## ACTIVITY
Set the entries below down again, please. Match them exactly.

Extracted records
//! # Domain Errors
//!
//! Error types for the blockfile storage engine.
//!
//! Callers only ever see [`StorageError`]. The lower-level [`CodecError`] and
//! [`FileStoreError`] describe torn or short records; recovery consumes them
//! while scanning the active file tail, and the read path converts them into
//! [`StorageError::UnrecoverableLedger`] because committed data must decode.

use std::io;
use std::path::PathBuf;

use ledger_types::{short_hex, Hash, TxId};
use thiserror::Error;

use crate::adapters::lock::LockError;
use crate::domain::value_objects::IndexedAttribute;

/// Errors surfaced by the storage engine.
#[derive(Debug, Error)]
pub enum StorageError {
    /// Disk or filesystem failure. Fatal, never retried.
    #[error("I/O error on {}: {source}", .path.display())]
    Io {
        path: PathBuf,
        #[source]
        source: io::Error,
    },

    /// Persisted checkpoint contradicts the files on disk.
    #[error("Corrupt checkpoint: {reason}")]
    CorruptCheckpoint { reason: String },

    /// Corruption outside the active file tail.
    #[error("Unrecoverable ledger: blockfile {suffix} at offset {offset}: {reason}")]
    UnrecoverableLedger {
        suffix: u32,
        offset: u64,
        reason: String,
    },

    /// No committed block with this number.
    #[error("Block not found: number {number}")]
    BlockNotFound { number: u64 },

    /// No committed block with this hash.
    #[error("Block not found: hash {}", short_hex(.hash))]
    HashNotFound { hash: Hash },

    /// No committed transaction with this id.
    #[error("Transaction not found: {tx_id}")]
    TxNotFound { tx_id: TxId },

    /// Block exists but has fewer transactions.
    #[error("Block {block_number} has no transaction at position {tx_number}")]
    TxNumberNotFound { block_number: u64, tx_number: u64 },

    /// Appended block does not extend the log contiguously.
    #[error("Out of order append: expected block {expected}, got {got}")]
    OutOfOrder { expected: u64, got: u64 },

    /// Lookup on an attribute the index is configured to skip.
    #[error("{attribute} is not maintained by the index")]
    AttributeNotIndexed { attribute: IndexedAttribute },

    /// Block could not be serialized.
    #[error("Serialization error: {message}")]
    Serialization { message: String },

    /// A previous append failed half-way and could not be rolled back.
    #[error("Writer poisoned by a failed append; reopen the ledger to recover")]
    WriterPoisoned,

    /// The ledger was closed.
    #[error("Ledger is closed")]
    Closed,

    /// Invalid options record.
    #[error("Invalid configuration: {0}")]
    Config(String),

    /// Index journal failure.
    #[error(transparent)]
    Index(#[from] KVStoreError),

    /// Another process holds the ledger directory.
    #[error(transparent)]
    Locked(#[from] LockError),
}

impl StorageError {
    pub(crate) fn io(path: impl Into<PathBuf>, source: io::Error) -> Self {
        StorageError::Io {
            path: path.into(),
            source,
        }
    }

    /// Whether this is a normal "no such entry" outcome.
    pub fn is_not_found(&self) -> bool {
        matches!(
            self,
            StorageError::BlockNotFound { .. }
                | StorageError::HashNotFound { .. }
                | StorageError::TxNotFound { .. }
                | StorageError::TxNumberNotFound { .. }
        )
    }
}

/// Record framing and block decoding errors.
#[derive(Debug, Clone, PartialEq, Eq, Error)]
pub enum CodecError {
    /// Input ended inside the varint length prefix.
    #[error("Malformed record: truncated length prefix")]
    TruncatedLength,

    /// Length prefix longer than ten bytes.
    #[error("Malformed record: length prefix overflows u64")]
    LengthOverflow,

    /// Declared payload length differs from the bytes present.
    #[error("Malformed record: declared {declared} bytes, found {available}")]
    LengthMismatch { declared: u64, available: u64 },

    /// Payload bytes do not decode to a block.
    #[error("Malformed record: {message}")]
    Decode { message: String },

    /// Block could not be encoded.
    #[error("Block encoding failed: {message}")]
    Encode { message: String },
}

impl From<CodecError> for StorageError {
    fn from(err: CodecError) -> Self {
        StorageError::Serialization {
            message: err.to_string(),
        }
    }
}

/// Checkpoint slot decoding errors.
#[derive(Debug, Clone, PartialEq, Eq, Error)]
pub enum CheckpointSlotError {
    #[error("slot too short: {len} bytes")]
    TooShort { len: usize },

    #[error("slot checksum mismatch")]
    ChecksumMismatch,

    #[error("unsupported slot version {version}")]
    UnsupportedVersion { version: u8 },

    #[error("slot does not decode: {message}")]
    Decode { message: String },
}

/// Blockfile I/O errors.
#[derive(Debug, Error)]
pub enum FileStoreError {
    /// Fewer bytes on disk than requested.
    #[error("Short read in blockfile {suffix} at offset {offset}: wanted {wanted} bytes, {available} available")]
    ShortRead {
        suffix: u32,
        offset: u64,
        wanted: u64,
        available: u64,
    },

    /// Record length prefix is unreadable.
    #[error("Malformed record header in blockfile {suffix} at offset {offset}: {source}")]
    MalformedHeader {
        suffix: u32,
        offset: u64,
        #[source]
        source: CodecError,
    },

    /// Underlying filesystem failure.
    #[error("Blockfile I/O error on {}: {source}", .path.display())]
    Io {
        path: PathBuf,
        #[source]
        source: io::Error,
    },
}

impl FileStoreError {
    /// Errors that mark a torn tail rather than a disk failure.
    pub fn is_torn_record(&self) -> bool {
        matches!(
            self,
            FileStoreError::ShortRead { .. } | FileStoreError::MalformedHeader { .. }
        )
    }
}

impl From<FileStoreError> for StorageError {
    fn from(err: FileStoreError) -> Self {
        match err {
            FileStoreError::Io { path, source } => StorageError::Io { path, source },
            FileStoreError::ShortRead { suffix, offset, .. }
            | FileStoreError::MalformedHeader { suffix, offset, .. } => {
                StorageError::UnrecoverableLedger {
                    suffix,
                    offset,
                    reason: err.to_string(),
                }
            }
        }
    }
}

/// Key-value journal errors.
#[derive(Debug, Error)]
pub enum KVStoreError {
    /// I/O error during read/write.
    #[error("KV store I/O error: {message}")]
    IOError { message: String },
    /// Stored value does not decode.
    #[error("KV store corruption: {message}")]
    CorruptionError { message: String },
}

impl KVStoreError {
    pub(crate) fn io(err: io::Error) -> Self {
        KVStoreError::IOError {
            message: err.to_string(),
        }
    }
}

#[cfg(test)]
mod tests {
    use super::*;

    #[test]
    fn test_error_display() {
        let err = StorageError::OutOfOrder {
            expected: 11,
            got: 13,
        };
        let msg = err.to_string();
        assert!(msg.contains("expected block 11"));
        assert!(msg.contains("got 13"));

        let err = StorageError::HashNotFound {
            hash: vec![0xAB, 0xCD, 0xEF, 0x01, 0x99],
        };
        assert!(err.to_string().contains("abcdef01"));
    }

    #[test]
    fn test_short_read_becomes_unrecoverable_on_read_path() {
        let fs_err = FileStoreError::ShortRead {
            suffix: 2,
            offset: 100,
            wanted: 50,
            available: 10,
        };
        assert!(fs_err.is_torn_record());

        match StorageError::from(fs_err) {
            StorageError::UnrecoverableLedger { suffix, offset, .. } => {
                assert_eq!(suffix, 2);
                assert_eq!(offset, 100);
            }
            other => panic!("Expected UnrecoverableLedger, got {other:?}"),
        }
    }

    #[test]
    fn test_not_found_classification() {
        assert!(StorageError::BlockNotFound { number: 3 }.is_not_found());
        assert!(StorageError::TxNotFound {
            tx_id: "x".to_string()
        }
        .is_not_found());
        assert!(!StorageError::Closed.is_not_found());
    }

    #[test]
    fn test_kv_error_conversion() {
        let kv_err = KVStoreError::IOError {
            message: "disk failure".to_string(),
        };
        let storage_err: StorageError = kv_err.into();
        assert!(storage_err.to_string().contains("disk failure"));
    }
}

## RESPONSE
//! # Domain Errors
//!
//! Error types for the blockfile storage engine.
//!
//! Callers only ever see [`StorageError`]. The lower-level [`CodecError`] and
//! [`FileStoreError`] describe torn or short records; recovery consumes them
//! while scanning the active file tail, and the read path converts them into
//! [`StorageError::UnrecoverableLedger`] because committed data must decode.

use std::io;
use std::path::PathBuf;

use ledger_types::{short_hex, Hash, TxId};
use thiserror::Error;

use crate::adapters::lock::LockError;
use crate::domain::value_objects::IndexedAttribute;

/// Errors surfaced by the storage engine.
#[derive(Debug, Error)]
pub enum StorageError {
    /// Disk or filesystem failure. Fatal, never retried.
    #[error("I/O error on {}: {source}", .path.display())]
    Io {
        path: PathBuf,
        #[source]
        source: io::Error,
    },

    /// Persisted checkpoint contradicts the files on disk.
    #[error("Corrupt checkpoint: {reason}")]
    CorruptCheckpoint { reason: String },

    /// Corruption outside the active file tail.
    #[error("Unrecoverable ledger: blockfile {suffix} at offset {offset}: {reason}")]
    UnrecoverableLedger {
        suffix: u32,
        offset: u64,
        reason: String,
    },

    /// No committed block with this number.
    #[error("Block not found: number {number}")]
    BlockNotFound { number: u64 },

    /// No committed block with this hash.
    #[error("Block not found: hash {}", short_hex(.hash))]
    HashNotFound { hash: Hash },

    /// No committed transaction with this id.
    #[error("Transaction not found: {tx_id}")]
    TxNotFound { tx_id: TxId },

    /// Block exists but has fewer transactions.
    #[error("Block {block_number} has no transaction at position {tx_number}")]
    TxNumberNotFound { block_number: u64, tx_number: u64 },

    /// Appended block does not extend the log contiguously.
    #[error("Out of order append: expected block {expected}, got {got}")]
    OutOfOrder { expected: u64, got: u64 },

    /// Lookup on an attribute the index is configured to skip.
    #[error("{attribute} is not maintained by the index")]
    AttributeNotIndexed { attribute: IndexedAttribute },

    /// Block could not be serialized.
    #[error("Serialization error: {message}")]
    Serialization { message: String },

    /// A previous append failed half-way and could not be rolled back.
    #[error("Writer poisoned by a failed append; reopen the ledger to recover")]
    WriterPoisoned,

    /// The ledger was closed.
    #[error("Ledger is closed")]
    Closed,

    /// Invalid options record.
    #[error("Invalid configuration: {0}")]
    Config(String),

    /// Index journal failure.
    #[error(transparent)]
    Index(#[from] KVStoreError),

    /// Another process holds the ledger directory.
    #[error(transparent)]
    Locked(#[from] LockError),
}

impl StorageError {
    pub(crate) fn io(path: impl Into<PathBuf>, source: io::Error) -> Self {
        StorageError::Io {
            path: path.into(),
            source,
        }
    }

    /// Whether this is a normal "no such entry" outcome.
    pub fn is_not_found(&self) -> bool {
        matches!(
            self,
            StorageError::BlockNotFound { .. }
                | StorageError::HashNotFound { .. }
                | StorageError::TxNotFound { .. }
                | StorageError::TxNumberNotFound { .. }
        )
    }
}

/// Record framing and block decoding errors.
#[derive(Debug, Clone, PartialEq, Eq, Error)]
pub enum CodecError {
    /// Input ended inside the varint length prefix.
    #[error("Malformed record: truncated length prefix")]
    TruncatedLength,

    /// Length prefix longer than ten bytes.
    #[error("Malformed record: length prefix overflows u64")]
    LengthOverflow,

    /// Declared payload length differs from the bytes present.
    #[error("Malformed record: declared {declared} bytes, found {available}")]
    LengthMismatch { declared: u64, available: u64 },

    /// Payload bytes do not decode to a block.
    #[error("Malformed record: {message}")]
    Decode { message: String },

    /// Block could not be encoded.
    #[error("Block encoding failed: {message}")]
    Encode { message: String },
}

impl From<CodecError> for StorageError {
    fn from(err: CodecError) -> Self {
        StorageError::Serialization {
            message: err.to_string(),
        }
    }
}

/// Checkpoint slot decoding errors.
#[derive(Debug, Clone, PartialEq, Eq, Error)]
pub enum CheckpointSlotError {
    #[error("slot too short: {len} bytes")]
    TooShort { len: usize },

    #[error("slot checksum mismatch")]
    ChecksumMismatch,

    #[error("unsupported slot version {version}")]
    UnsupportedVersion { version: u8 },

    #[error("slot does not decode: {message}")]
    Decode { message: String },
}

/// Blockfile I/O errors.
#[derive(Debug, Error)]
pub enum FileStoreError {
    /// Fewer bytes on disk than requested.
    #[error("Short read in blockfile {suffix} at offset {offset}: wanted {wanted} bytes, {available} available")]
    ShortRead {
        suffix: u32,
        offset: u64,
        wanted: u64,
        available: u64,
    },

    /// Record length prefix is unreadable.
    #[error("Malformed record header in blockfile {suffix} at offset {offset}: {source}")]
    MalformedHeader {
        suffix: u32,
        offset: u64,
        #[source]
        source: CodecError,
    },

    /// Underlying filesystem failure.
    #[error("Blockfile I/O error on {}: {source}", .path.display())]
    Io {
        path: PathBuf,
        #[source]
        source: io::Error,
    },
}

impl FileStoreError {
    /// Errors that mark a torn tail rather than a disk failure.
    pub fn is_torn_record(&self) -> bool {
        matches!(
            self,
            FileStoreError::ShortRead { .. } | FileStoreError::MalformedHeader { .. }
        )
    }
}

impl From<FileStoreError> for StorageError {
    fn from(err: FileStoreError) -> Self {
        match err {
            FileStoreError::Io { path, source } => StorageError::Io { path, source },
            FileStoreError::ShortRead { suffix, offset, .. }
            | FileStoreError::MalformedHeader { suffix, offset, .. } => {
                StorageError::UnrecoverableLedger {
                    suffix,
                    offset,
                    reason: err.to_string(),
                }
            }
        }
    }
}

/// Key-value journal errors.
#[derive(Debug, Error)]
pub enum KVStoreError {
    /// I/O error during read/write.
    #[error("KV store I/O error: {message}")]
    IOError { message: String },
    /// Stored value does not decode.
    #[error("KV store corruption: {message}")]
    CorruptionError { message: String },
}

impl KVStoreError {
    pub(crate) fn io(err: io::Error) -> Self {
        KVStoreError::IOError {
            message: err.to_string(),
        }
    }
}

#[cfg(test)]
mod tests {
    use super::*;

    #[test]
    fn test_error_display() {
        let err = StorageError::OutOfOrder {
            expected: 11,
            got: 13,
        };
        let msg = err.to_string();
        assert!(msg.contains("expected block 11"));
        assert!(msg.contains("got 13"));

        let err = StorageError::HashNotFound {
            hash: vec![0xAB, 0xCD, 0xEF, 0x01, 0x99],
        };
        assert!(err.to_string().contains("abcdef01"));
    }

    #[test]
    fn test_short_read_becomes_unrecoverable_on_read_path() {
        let fs_err = FileStoreError::ShortRead {
            suffix: 2,
            offset: 100,
            wanted: 50,
            available: 10,
        };
        assert!(fs_err.is_torn_record());

        match StorageError::from(fs_err) {
            StorageError::UnrecoverableLedger { suffix, offset, .. } => {
                assert_eq!(suffix, 2);
                assert_eq!(offset, 100);
            }
            other => panic!("Expected UnrecoverableLedger, got {other:?}"),
        }
    }

    #[test]
    fn test_not_found_classification() {
        assert!(StorageError::BlockNotFound { number: 3 }.is_not_found());
        assert!(StorageError::TxNotFound {
            tx_id: "x".to_string()
        }
        .is_not_found());
        assert!(!StorageError::Closed.is_not_found());
    }

    #[test]
    fn test_kv_error_conversion() {
        let kv_err = KVStoreError::IOError {
            message: "disk failure".to_string(),
        };
        let storage_err: StorageError = kv_err.into();
        assert!(storage_err.to_string().contains("disk failure"));
    }
}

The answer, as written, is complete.